Segment Start: PROVIDED INFORMATION

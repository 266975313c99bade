//! Retry a flaky fetch with exponential backoff and a retry callback.
use rebound::prelude::*;
use std::sync::atomic::{AtomicU32, Ordering};
use std::sync::Arc;
use std::time::Duration;

#[tokio::main]
async fn main() -> Result<(), BackoffError<std::io::Error>> {
    tracing_subscriber::fmt().with_max_level(tracing::Level::DEBUG).init();

    let backoff = Backoff::<std::io::Error>::builder()
        .max_retries(5)
        .exponential()
        .interval(Duration::from_millis(100))
        .max_interval(Duration::from_secs(2))
        .on_retry(|err, delay, attempt| {
            println!("attempt {attempt} failed: {err}; waiting {delay:?}")
        })
        .build();

    let remaining_failures = Arc::new(AtomicU32::new(3));
    let token = CancellationToken::new();
    let body = backoff
        .execute(&token, |_token| {
            let remaining = remaining_failures.clone();
            async move {
                if remaining.fetch_sub(1, Ordering::SeqCst) > 0 {
                    // Plain errors are transient.
                    let timed_out = std::io::ErrorKind::TimedOut;
                    Err::<(), _>(std::io::Error::new(timed_out, "upstream timed out"))?;
                }
                Ok::<_, OperationError<std::io::Error>>("payload")
            }
        })
        .await?;

    println!("fetched {body}");
    Ok(())
}
//! Symmetric jitter around a base interval.
//!
//! For a base interval `B` and randomization factor `r`, the delay is drawn uniformly from the
//! closed range `[B - r*B, B + r*B]`. A factor of `0` disables jitter entirely.
//!
//! Notes:
//! - RNG: `apply` uses `rand`'s thread-local RNG; the engine calls `apply_with_rng` with a
//!   generator local to one `execute` call so concurrent calls never share a sequence.
//! - Precision: sampling happens in whole nanoseconds. Intervals beyond `u64::MAX` nanoseconds
//!   (~584 years) saturate instead of panicking.
//! - Factors outside `[0, 1]` are clamped; NaN behaves as `0`.
//!
//! Example:
//! ```rust
//! use rebound::Jitter;
//! use std::time::Duration;
//!
//! let jitter = Jitter::new(0.5);
//! let delay = jitter.apply(Duration::from_millis(1000));
//! assert!(delay >= Duration::from_millis(500) && delay <= Duration::from_millis(1500));
//! ```

use rand::{rng, Rng};
use std::time::Duration;

/// Randomization applied to each computed interval.
#[derive(Debug, Clone, Copy, PartialEq)]
pub struct Jitter {
    factor: f64,
}

impl Default for Jitter {
    fn default() -> Self {
        Self::new(crate::config::DEFAULT_RANDOMIZATION_FACTOR)
    }
}

impl Jitter {
    /// Jitter of `factor * interval` in both directions.
    pub fn new(factor: f64) -> Self {
        let factor = if factor.is_nan() { 0.0 } else { factor.clamp(0.0, 1.0) };
        Self { factor }
    }

    /// Deterministic delays: the base interval is used as-is.
    pub fn none() -> Self {
        Self { factor: 0.0 }
    }

    pub fn factor(&self) -> f64 {
        self.factor
    }

    /// Inclusive `(low, high)` range a delay for `base` is drawn from.
    pub fn bounds(&self, base: Duration) -> (Duration, Duration) {
        let (low, high) = self.bounds_nanos(base);
        (Duration::from_nanos(low), Duration::from_nanos(high))
    }

    /// Apply jitter to a delay duration.
    pub fn apply(&self, base: Duration) -> Duration {
        let mut rng = rng();
        self.apply_with_rng(base, &mut rng)
    }

    /// Apply jitter with a caller-provided RNG.
    pub fn apply_with_rng<R: Rng>(&self, base: Duration, rng: &mut R) -> Duration {
        if self.factor == 0.0 || base.is_zero() {
            return base;
        }
        let (low, high) = self.bounds_nanos(base);
        Duration::from_nanos(rng.random_range(low..=high))
    }

    fn bounds_nanos(&self, base: Duration) -> (u64, u64) {
        let nanos = as_nanos_saturated(base);
        // Flooring keeps the range inside [B(1-r), B(1+r)].
        let delta = (nanos as f64 * self.factor) as u64;
        (nanos.saturating_sub(delta), nanos.saturating_add(delta))
    }
}

fn as_nanos_saturated(duration: Duration) -> u64 {
    duration.as_nanos().try_into().unwrap_or(u64::MAX)
}
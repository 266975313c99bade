//! Wrap a tower service with `BackoffLayer`.
use rebound::prelude::*;
use std::sync::atomic::{AtomicUsize, Ordering};
use std::sync::Arc;
use std::time::Duration;
use tower::{service_fn, ServiceBuilder, ServiceExt};

#[tokio::main]
async fn main() -> Result<(), BackoffError<std::io::Error>> {
    tracing_subscriber::fmt().with_max_level(tracing::Level::DEBUG).init();

    let backoff = Backoff::<std::io::Error>::builder()
        .max_retries(4)
        .interval(Duration::from_millis(50))
        .build();

    let calls = Arc::new(AtomicUsize::new(0));
    let counter = calls.clone();
    let svc = ServiceBuilder::new().layer(BackoffLayer::uncancellable(backoff)).service(service_fn(
        move |name: &'static str| {
            let n = counter.fetch_add(1, Ordering::SeqCst);
            async move {
                if n < 2 {
                    Err(std::io::Error::new(std::io::ErrorKind::Other, "busy"))
                } else {
                    Ok(format!("hello, {name}"))
                }
            }
        },
    ));

    let greeting = svc.oneshot("world").await?;
    println!("{greeting} after {} calls", calls.load(Ordering::SeqCst));
    Ok(())
}
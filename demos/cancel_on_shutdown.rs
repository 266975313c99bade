//! Cancel a retry loop from another task, e.g. on shutdown.
use rebound::prelude::*;
use std::time::Duration;

#[tokio::main]
async fn main() {
    tracing_subscriber::fmt().with_max_level(tracing::Level::DEBUG).init();

    let backoff = Backoff::<std::io::Error>::builder()
        .interval(Duration::from_secs(5))
        .build();
    let token = CancellationToken::new();

    let shutdown = token.clone();
    tokio::spawn(async move {
        tokio::time::sleep(Duration::from_millis(300)).await;
        println!("shutting down");
        shutdown.cancel();
    });

    let result: Result<(), _> = backoff
        .execute(&token, |_token| async {
            Err(std::io::Error::new(std::io::ErrorKind::ConnectionRefused, "broker offline").into())
        })
        .await;

    match result {
        Err(err) => println!("stopped: {} ({})", err, err.reason()),
        Ok(()) => println!("connected"),
    }
}
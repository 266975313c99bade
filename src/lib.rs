#![forbid(unsafe_code)]
#![deny(warnings)]
#![cfg_attr(not(test), deny(clippy::all))]

//! # rebound
//!
//! Retry one async operation with a growing, jittered wait between attempts, until it succeeds,
//! a budget runs out, the caller cancels, or the operation says stop.
//!
//! ## Features
//!
//! - **Constant or exponential intervals** with a hard cap
//! - **Symmetric jitter** drawn from a per-call, seedable generator
//! - **Retry and elapsed-time budgets** (zero means unlimited)
//! - **Cancellation** that interrupts the wait between attempts
//! - **Permanent errors** that bypass every budget and come back unchanged
//! - **Tower layer** for wrapping services
//!
//! ## Quick Start
//!
//! ```rust
//! use rebound::{permanent, Backoff, BackoffError};
//! use std::time::Duration;
//! use tokio_util::sync::CancellationToken;
//!
//! #[tokio::main]
//! async fn main() {
//!     let backoff = Backoff::<std::io::Error>::builder()
//!         .max_retries(5)
//!         .exponential()
//!         .interval(Duration::from_millis(10))
//!         .max_interval(Duration::from_secs(1))
//!         .on_retry(|err, delay, attempt| {
//!             eprintln!("attempt {attempt} failed ({err}); retrying in {delay:?}")
//!         })
//!         .build();
//!
//!     let token = CancellationToken::new();
//!     let result: Result<&str, BackoffError<std::io::Error>> = backoff
//!         .execute(&token, |_token| async {
//!             // Your async operation here; `?` on a plain error retries,
//!             // `Err(permanent(e))` gives up immediately.
//!             Ok("connected")
//!         })
//!         .await;
//!     assert_eq!(result.unwrap(), "connected");
//! #   let _ = permanent::<std::io::Error>;
//! }
//! ```

pub mod clock;
pub mod config;
pub mod engine;
pub mod error;
pub mod interval;
pub mod jitter;
pub mod layer;
pub mod prelude;
pub mod sleeper;

// Re-exports
pub use clock::{Clock, ManualClock, MonotonicClock};
pub use config::BackoffSettings;
pub use engine::{Backoff, BackoffBuilder, RetryCallback};
pub use error::{permanent, transient, BackoffError, OperationError, TerminationReason};
pub use interval::{Growth, IntervalSchedule};
pub use jitter::Jitter;
pub use layer::{BackoffLayer, BackoffService};
pub use sleeper::{InstantSleeper, PendingSleeper, Sleeper, TokioSleeper, TrackingSleeper};
pub use tokio_util::sync::CancellationToken;
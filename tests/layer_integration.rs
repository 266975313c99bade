use rebound::{Backoff, BackoffLayer, CancellationToken, TrackingSleeper};
use std::sync::{
    atomic::{AtomicUsize, Ordering},
    Arc,
};
use std::time::Duration;
use tower::{Service, ServiceBuilder, ServiceExt};

#[derive(Clone)]
struct TestService {
    fail_first: usize,
    counter: Arc<AtomicUsize>,
}

impl TestService {
    fn new(fail_first: usize) -> Self {
        Self { fail_first, counter: Arc::new(AtomicUsize::new(0)) }
    }
}

#[derive(Debug, Clone, PartialEq, Eq, thiserror::Error)]
#[error("backend unavailable")]
struct TestError;

impl Service<String> for TestService {
    type Response = usize;
    type Error = TestError;
    type Future = futures::future::Ready<Result<usize, TestError>>;

    fn poll_ready(
        &mut self,
        _cx: &mut std::task::Context<'_>,
    ) -> std::task::Poll<Result<(), Self::Error>> {
        std::task::Poll::Ready(Ok(()))
    }

    fn call(&mut self, req: String) -> Self::Future {
        let n = self.counter.fetch_add(1, Ordering::SeqCst);
        if n < self.fail_first {
            futures::future::ready(Err(TestError))
        } else {
            futures::future::ready(Ok(req.len()))
        }
    }
}

fn quick_backoff(retries: u32, sleeper: &TrackingSleeper) -> Backoff<TestError> {
    Backoff::builder()
        .max_retries(retries)
        .interval(Duration::from_millis(1))
        .with_sleeper(sleeper.clone())
        .build()
}

#[tokio::test]
async fn service_builder_stack_retries_transient_failures() {
    let sleeper = TrackingSleeper::new();
    let svc = TestService::new(2);
    let mut wrapped = ServiceBuilder::new()
        .layer(BackoffLayer::uncancellable(quick_backoff(5, &sleeper)))
        .service(svc.clone());

    let len = wrapped.ready().await.unwrap().call("hello".to_string()).await.unwrap();
    assert_eq!(len, 5);
    assert_eq!(svc.counter.load(Ordering::SeqCst), 3);
    assert_eq!(sleeper.calls(), 2);
}

#[tokio::test]
async fn each_request_gets_a_fresh_budget() {
    let sleeper = TrackingSleeper::new();
    let svc = TestService::new(2);
    let mut wrapped = ServiceBuilder::new()
        .layer(BackoffLayer::uncancellable(quick_backoff(3, &sleeper)))
        .service(svc.clone());

    // First request burns two failures, second succeeds immediately.
    wrapped.ready().await.unwrap().call("a".to_string()).await.unwrap();
    wrapped.ready().await.unwrap().call("bb".to_string()).await.unwrap();
    assert_eq!(svc.counter.load(Ordering::SeqCst), 4);
}

#[tokio::test]
async fn shared_token_cancels_every_wrapped_service() {
    let sleeper = TrackingSleeper::new();
    let token = CancellationToken::new();
    let layer = BackoffLayer::new(quick_backoff(0, &sleeper), token.clone());
    let first = ServiceBuilder::new().layer(layer.clone()).service(TestService::new(0));
    let second = ServiceBuilder::new().layer(layer).service(TestService::new(0));

    token.cancel();

    assert!(first.oneshot("x".to_string()).await.unwrap_err().is_cancelled());
    assert!(second.oneshot("y".to_string()).await.unwrap_err().is_cancelled());
}
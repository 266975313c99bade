//! Abstraction for the wait between attempts
//!
//! The engine races whatever future a `Sleeper` returns against the cancellation token, so any
//! implementation is interruptible. Test sleepers make retry loops run without real delays.

use futures::future::BoxFuture;
use std::sync::{Arc, Mutex, PoisonError};
use std::time::Duration;

/// Abstraction for sleeping/waiting
pub trait Sleeper: Send + Sync + std::fmt::Debug {
    fn sleep(&self, duration: Duration) -> BoxFuture<'static, ()>;
}

/// Production sleeper using tokio runtime
#[derive(Debug, Default, Clone, Copy)]
pub struct TokioSleeper;

impl Sleeper for TokioSleeper {
    fn sleep(&self, duration: Duration) -> BoxFuture<'static, ()> {
        Box::pin(tokio::time::sleep(duration))
    }
}

/// Test sleeper that doesn't actually sleep
#[derive(Debug, Default, Clone, Copy)]
pub struct InstantSleeper;

impl Sleeper for InstantSleeper {
    fn sleep(&self, _duration: Duration) -> BoxFuture<'static, ()> {
        Box::pin(async {})
    }
}

/// Test sleeper that records every requested delay and returns immediately.
///
/// Clones share the same record, so a clone handed to the engine can be inspected afterwards.
#[derive(Debug, Clone, Default)]
pub struct TrackingSleeper {
    calls: Arc<Mutex<Vec<Duration>>>,
}

impl TrackingSleeper {
    pub fn new() -> Self {
        Self::default()
    }

    /// Number of waits requested so far.
    pub fn calls(&self) -> usize {
        self.lock().len()
    }

    /// Requested delay of the `idx`-th wait.
    pub fn call_at(&self, idx: usize) -> Option<Duration> {
        self.lock().get(idx).copied()
    }

    /// All requested delays, in order.
    pub fn delays(&self) -> Vec<Duration> {
        self.lock().clone()
    }

    pub fn clear(&self) {
        self.lock().clear();
    }

    fn lock(&self) -> std::sync::MutexGuard<'_, Vec<Duration>> {
        self.calls.lock().unwrap_or_else(PoisonError::into_inner)
    }
}

impl Sleeper for TrackingSleeper {
    fn sleep(&self, duration: Duration) -> BoxFuture<'static, ()> {
        self.lock().push(duration);
        Box::pin(async {})
    }
}

/// Test sleeper whose waits never finish; only cancellation can end them.
#[derive(Debug, Default, Clone, Copy)]
pub struct PendingSleeper;

impl Sleeper for PendingSleeper {
    fn sleep(&self, _duration: Duration) -> BoxFuture<'static, ()> {
        Box::pin(futures::future::pending())
    }
}
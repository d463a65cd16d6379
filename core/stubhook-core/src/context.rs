//! Build context detection.

use serde::Serialize;

use crate::layout::ProjectLayout;

/// What kind of tree a build hook was invoked in.
#[derive(Debug, Clone, Copy, PartialEq, Eq, Serialize)]
#[serde(rename_all = "snake_case")]
pub enum BuildContext {
    /// Live checkout with the Cargo manifest and the native toolchain.
    FullSource,
    /// Unpacked source distribution; stubs were generated when it was made.
    StrippedDistribution,
}

impl BuildContext {
    /// Inspect the filesystem. Never fails: a missing manifest is an answer.
    pub fn detect(layout: &ProjectLayout) -> Self {
        if layout.manifest_path().exists() {
            BuildContext::FullSource
        } else {
            BuildContext::StrippedDistribution
        }
    }

    pub fn requires_generation(self) -> bool {
        matches!(self, BuildContext::FullSource)
    }
}

/// Shorthand for `BuildContext::detect(layout).requires_generation()`.
pub fn requires_generation(layout: &ProjectLayout) -> bool {
    BuildContext::detect(layout).requires_generation()
}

Segment End: PROVIDED INFORMATION

PROMPT -
Wherever the string "ErrorKind" appears in the listing above, show the whole line.

SOLUTION -
                    let timed_out = std::io::ErrorKind::TimedOut;
                    Err(std::io::Error::new(std::io::ErrorKind::Other, "busy"))
            Err(std::io::Error::new(std::io::ErrorKind::ConnectionRefused, "broker offline").into())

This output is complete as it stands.